Saved data entries
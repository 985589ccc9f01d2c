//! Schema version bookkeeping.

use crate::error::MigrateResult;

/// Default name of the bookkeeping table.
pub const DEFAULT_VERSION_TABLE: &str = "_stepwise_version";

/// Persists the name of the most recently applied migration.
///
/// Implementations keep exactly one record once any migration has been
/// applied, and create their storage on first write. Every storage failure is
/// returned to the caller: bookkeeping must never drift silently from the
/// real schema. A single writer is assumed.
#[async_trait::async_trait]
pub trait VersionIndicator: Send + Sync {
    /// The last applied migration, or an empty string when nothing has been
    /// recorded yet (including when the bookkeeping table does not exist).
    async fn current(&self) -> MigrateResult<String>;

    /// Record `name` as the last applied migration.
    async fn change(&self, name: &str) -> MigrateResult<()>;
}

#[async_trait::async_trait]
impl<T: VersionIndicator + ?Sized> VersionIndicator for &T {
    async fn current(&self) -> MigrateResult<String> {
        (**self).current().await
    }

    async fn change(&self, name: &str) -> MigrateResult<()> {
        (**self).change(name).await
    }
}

:: Exercise requirements ::
Look above for the line containing "writer is assumed.", then transcribe it and all lines after it through the last, exactly and with nothing else.

:: Answer section ::
/// real schema. A single writer is assumed.
#[async_trait::async_trait]
pub trait VersionIndicator: Send + Sync {
    /// The last applied migration, or an empty string when nothing has been
    /// recorded yet (including when the bookkeeping table does not exist).
    async fn current(&self) -> MigrateResult<String>;

    /// Record `name` as the last applied migration.
    async fn change(&self, name: &str) -> MigrateResult<()>;
}

#[async_trait::async_trait]
impl<T: VersionIndicator + ?Sized> VersionIndicator for &T {
    async fn current(&self) -> MigrateResult<String> {
        (**self).current().await
    }

    async fn change(&self, name: &str) -> MigrateResult<()> {
        (**self).change(name).await
    }
}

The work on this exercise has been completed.